Transcribe the entries, keeping every character the same.
** Opening Supplied records block **
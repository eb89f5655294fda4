//! # Database Error Types
//!
//! Error types for database operations.
//!
//! ## Error Flow
//! ```text
//! ┌─────────────────────────────────────────────────────────────────────────┐
//! │                    Error Propagation                                    │
//! │                                                                         │
//! │  SQLite Error (sqlx::Error)                                             │
//! │       │                                                                 │
//! │       ▼                                                                 │
//! │  DbError (this module) ← Adds context and categorization                │
//! │       │                                                                 │
//! │       ▼                                                                 │
//! │  ApiError (apps/api) ← Status code + JSON body                          │
//! │       │                                                                 │
//! │       ▼                                                                 │
//! │  HTTP client                                                            │
//! └─────────────────────────────────────────────────────────────────────────┘
//! ```

use thiserror::Error;

/// Database operation errors.
#[derive(Debug, Error)]
pub enum DbError {
    /// Entity not found in database.
    #[error("{entity} not found: {id}")]
    NotFound { entity: String, id: String },

    /// Unique constraint violation.
    ///
    /// ## When This Occurs
    /// - Inserting a duplicate product code
    /// - Duplicate username
    /// - Two lines for the same product in one cart
    #[error("Duplicate {field}: '{value}' already exists")]
    UniqueViolation { field: String, value: String },

    /// Foreign key constraint violation.
    ///
    /// ## When This Occurs
    /// - Category or brand id that does not exist
    /// - Image for a product that does not exist
    #[error("Foreign key violation: {message}")]
    ForeignKeyViolation { message: String },

    /// Database connection failed.
    #[error("Connection failed: {0}")]
    ConnectionFailed(String),

    /// Migration failed.
    #[error("Migration failed: {0}")]
    MigrationFailed(String),

    /// Query execution failed.
    #[error("Query failed: {0}")]
    QueryFailed(String),

    /// Pool exhausted (all connections in use).
    #[error("Connection pool exhausted")]
    PoolExhausted,

    /// Password could not be hashed.
    #[error("Password hashing failed: {0}")]
    PasswordHash(String),

    /// Internal database error.
    #[error("Internal database error: {0}")]
    Internal(String),
}

impl DbError {
    /// Creates a NotFound error for a given entity type and ID.
    pub fn not_found(entity: impl Into<String>, id: impl Into<String>) -> Self {
        DbError::NotFound {
            entity: entity.into(),
            id: id.into(),
        }
    }

    /// Creates a UniqueViolation error.
    pub fn duplicate(field: impl Into<String>, value: impl Into<String>) -> Self {
        DbError::UniqueViolation {
            field: field.into(),
            value: value.into(),
        }
    }

    /// True for UNIQUE violations on the given `table.column`.
    pub fn is_unique_violation_on(&self, column: &str) -> bool {
        matches!(self, DbError::UniqueViolation { field, .. } if field.contains(column))
    }
}

/// Convert sqlx errors to DbError.
///
/// ## Error Mapping
/// ```text
/// sqlx::Error::RowNotFound    → DbError::NotFound
/// sqlx::Error::Database       → Analyze message for constraint type
/// sqlx::Error::PoolTimedOut   → DbError::PoolExhausted
/// Other                       → DbError::Internal
/// ```
impl From<sqlx::Error> for DbError {
    fn from(err: sqlx::Error) -> Self {
        match err {
            sqlx::Error::RowNotFound => DbError::not_found("Record", "unknown"),

            sqlx::Error::Database(db_err) => {
                let msg = db_err.message();

                // SQLite reports constraints as:
                //   "UNIQUE constraint failed: <table>.<column>"
                //   "FOREIGN KEY constraint failed"
                if let Some(field) = msg.split("UNIQUE constraint failed: ").nth(1) {
                    DbError::UniqueViolation {
                        field: field.to_string(),
                        value: "unknown".to_string(),
                    }
                } else if msg.contains("FOREIGN KEY constraint failed") {
                    DbError::ForeignKeyViolation {
                        message: msg.to_string(),
                    }
                } else {
                    DbError::QueryFailed(msg.to_string())
                }
            }

            sqlx::Error::PoolTimedOut => DbError::PoolExhausted,

            sqlx::Error::PoolClosed => DbError::ConnectionFailed("Pool is closed".to_string()),

            _ => DbError::Internal(err.to_string()),
        }
    }
}

impl From<sqlx::migrate::MigrateError> for DbError {
    fn from(err: sqlx::migrate::MigrateError) -> Self {
        DbError::MigrationFailed(err.to_string())
    }
}

/// Result type for database operations.
pub type DbResult<T> = Result<T, DbError>;

#[cfg(test)]
mod tests {
    use super::*;

    #[test]
    fn test_constructors() {
        let err = DbError::not_found("Product", "TS-001");
        assert_eq!(err.to_string(), "Product not found: TS-001");

        let err = DbError::duplicate("products.code", "TS-001");
        assert!(err.is_unique_violation_on("products.code"));
        assert!(!err.is_unique_violation_on("users.username"));
    }

    #[test]
    fn test_row_not_found_maps_to_not_found() {
        let err: DbError = sqlx::Error::RowNotFound.into();
        assert!(matches!(err, DbError::NotFound { .. }));
    }
}
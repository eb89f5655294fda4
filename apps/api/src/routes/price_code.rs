//! Standalone price code conversion.
//!
//! Codes carry whole currency units, so `1999` cents encodes like `1900`.

use axum::routing::post;
use axum::{Json, Router};
use serde::{Deserialize, Serialize};

use crate::error::ApiResult;
use crate::extract::ApiJson;
use crate::AppState;
use mtc_core::validation::validate_price_cents;
use mtc_core::{price_code, Money};

pub fn routes() -> Router<AppState> {
    Router::new()
        .route("/price-code/encode", post(encode))
        .route("/price-code/decode", post(decode))
}

#[derive(Debug, Deserialize)]
#[serde(rename_all = "camelCase")]
pub struct EncodeRequest {
    pub price_cents: i64,
}

#[derive(Debug, Serialize, Deserialize)]
pub struct CodeResponse {
    pub code: String,
}

#[derive(Debug, Deserialize)]
pub struct DecodeRequest {
    pub code: String,
}

#[derive(Debug, Serialize, Deserialize)]
#[serde(rename_all = "camelCase")]
pub struct PriceResponse {
    pub price_cents: i64,
}

async fn encode(ApiJson(req): ApiJson<EncodeRequest>) -> ApiResult<Json<CodeResponse>> {
    validate_price_cents("priceCents", req.price_cents)?;

    let code = price_code::encode_money(Money::from_cents(req.price_cents))?;

    Ok(Json(CodeResponse {
        code: code.into_string(),
    }))
}

async fn decode(ApiJson(req): ApiJson<DecodeRequest>) -> ApiResult<Json<PriceResponse>> {
    let price = price_code::decode_money(&req.code)?;

    Ok(Json(PriceResponse {
        price_cents: price.cents(),
    }))
}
** Closing Supplied records block **
Result for this exercise >>
repository eb89f5655294fda4
//! # Database Error Types
//!
//! Error types for database operations.
//!
//! ## Error Flow
//! ```text
//! ┌─────────────────────────────────────────────────────────────────────────┐
//! │                    Error Propagation                                    │
//! │                                                                         │
//! │  SQLite Error (sqlx::Error)                                             │
//! │       │                                                                 │
//! │       ▼                                                                 │
//! │  DbError (this module) ← Adds context and categorization                │
//! │       │                                                                 │
//! │       ▼                                                                 │
//! │  ApiError (apps/api) ← Status code + JSON body                          │
//! │       │                                                                 │
//! │       ▼                                                                 │
//! │  HTTP client                                                            │
//! └─────────────────────────────────────────────────────────────────────────┘
//! ```

use thiserror::Error;

/// Database operation errors.
#[derive(Debug, Error)]
pub enum DbError {
    /// Entity not found in database.
    #[error("{entity} not found: {id}")]
    NotFound { entity: String, id: String },

    /// Unique constraint violation.
    ///
    /// ## When This Occurs
    /// - Inserting a duplicate product code
    /// - Duplicate username
    /// - Two lines for the same product in one cart
    #[error("Duplicate {field}: '{value}' already exists")]
    UniqueViolation { field: String, value: String },

    /// Foreign key constraint violation.
    ///
    /// ## When This Occurs
    /// - Category or brand id that does not exist
    /// - Image for a product that does not exist
    #[error("Foreign key violation: {message}")]
    ForeignKeyViolation { message: String },

    /// Database connection failed.
    #[error("Connection failed: {0}")]
    ConnectionFailed(String),

    /// Migration failed.
    #[error("Migration failed: {0}")]
    MigrationFailed(String),

    /// Query execution failed.
    #[error("Query failed: {0}")]
    QueryFailed(String),

    /// Pool exhausted (all connections in use).
    #[error("Connection pool exhausted")]
    PoolExhausted,

    /// Password could not be hashed.
    #[error("Password hashing failed: {0}")]
    PasswordHash(String),

    /// Internal database error.
    #[error("Internal database error: {0}")]
    Internal(String),
}

impl DbError {
    /// Creates a NotFound error for a given entity type and ID.
    pub fn not_found(entity: impl Into<String>, id: impl Into<String>) -> Self {
        DbError::NotFound {
            entity: entity.into(),
            id: id.into(),
        }
    }

    /// Creates a UniqueViolation error.
    pub fn duplicate(field: impl Into<String>, value: impl Into<String>) -> Self {
        DbError::UniqueViolation {
            field: field.into(),
            value: value.into(),
        }
    }

    /// True for UNIQUE violations on the given `table.column`.
    pub fn is_unique_violation_on(&self, column: &str) -> bool {
        matches!(self, DbError::UniqueViolation { field, .. } if field.contains(column))
    }
}

/// Convert sqlx errors to DbError.
///
/// ## Error Mapping
/// ```text
/// sqlx::Error::RowNotFound    → DbError::NotFound
/// sqlx::Error::Database       → Analyze message for constraint type
/// sqlx::Error::PoolTimedOut   → DbError::PoolExhausted
/// Other                       → DbError::Internal
/// ```
impl From<sqlx::Error> for DbError {
    fn from(err: sqlx::Error) -> Self {
        match err {
            sqlx::Error::RowNotFound => DbError::not_found("Record", "unknown"),

            sqlx::Error::Database(db_err) => {
                let msg = db_err.message();

                // SQLite reports constraints as:
                //   "UNIQUE constraint failed: <table>.<column>"
                //   "FOREIGN KEY constraint failed"
                if let Some(field) = msg.split("UNIQUE constraint failed: ").nth(1) {
                    DbError::UniqueViolation {
                        field: field.to_string(),
                        value: "unknown".to_string(),
                    }
                } else if msg.contains("FOREIGN KEY constraint failed") {
                    DbError::ForeignKeyViolation {
                        message: msg.to_string(),
                    }
                } else {
                    DbError::QueryFailed(msg.to_string())
                }
            }

            sqlx::Error::PoolTimedOut => DbError::PoolExhausted,

            sqlx::Error::PoolClosed => DbError::ConnectionFailed("Pool is closed".to_string()),

            _ => DbError::Internal(err.to_string()),
        }
    }
}

impl From<sqlx::migrate::MigrateError> for DbError {
    fn from(err: sqlx::migrate::MigrateError) -> Self {
        DbError::MigrationFailed(err.to_string())
    }
}

/// Result type for database operations.
pub type DbResult<T> = Result<T, DbError>;

#[cfg(test)]
mod tests {
    use super::*;

    #[test]
    fn test_constructors() {
        let err = DbError::not_found("Product", "TS-001");
        assert_eq!(err.to_string(), "Product not found: TS-001");

        let err = DbError::duplicate("products.code", "TS-001");
        assert!(err.is_unique_violation_on("products.code"));
        assert!(!err.is_unique_violation_on("users.username"));
    }

    #[test]
    fn test_row_not_found_maps_to_not_found() {
        let err: DbError = sqlx::Error::RowNotFound.into();
        assert!(matches!(err, DbError::NotFound { .. }));
    }
}
repository eb89f5655294fda4
filename apps/api/src/routes/price_code.rs
//! Standalone price code conversion.
//!
//! Codes carry whole currency units, so `1999` cents encodes like `1900`.

use axum::routing::post;
use axum::{Json, Router};
use serde::{Deserialize, Serialize};

use crate::error::ApiResult;
use crate::extract::ApiJson;
use crate::AppState;
use mtc_core::validation::validate_price_cents;
use mtc_core::{price_code, Money};

pub fn routes() -> Router<AppState> {
    Router::new()
        .route("/price-code/encode", post(encode))
        .route("/price-code/decode", post(decode))
}

#[derive(Debug, Deserialize)]
#[serde(rename_all = "camelCase")]
pub struct EncodeRequest {
    pub price_cents: i64,
}

#[derive(Debug, Serialize, Deserialize)]
pub struct CodeResponse {
    pub code: String,
}

#[derive(Debug, Deserialize)]
pub struct DecodeRequest {
    pub code: String,
}

#[derive(Debug, Serialize, Deserialize)]
#[serde(rename_all = "camelCase")]
pub struct PriceResponse {
    pub price_cents: i64,
}

async fn encode(ApiJson(req): ApiJson<EncodeRequest>) -> ApiResult<Json<CodeResponse>> {
    validate_price_cents("priceCents", req.price_cents)?;

    let code = price_code::encode_money(Money::from_cents(req.price_cents))?;

    Ok(Json(CodeResponse {
        code: code.into_string(),
    }))
}

async fn decode(ApiJson(req): ApiJson<DecodeRequest>) -> ApiResult<Json<PriceResponse>> {
    let price = price_code::decode_money(&req.code)?;

    Ok(Json(PriceResponse {
        price_cents: price.cents(),
    }))
}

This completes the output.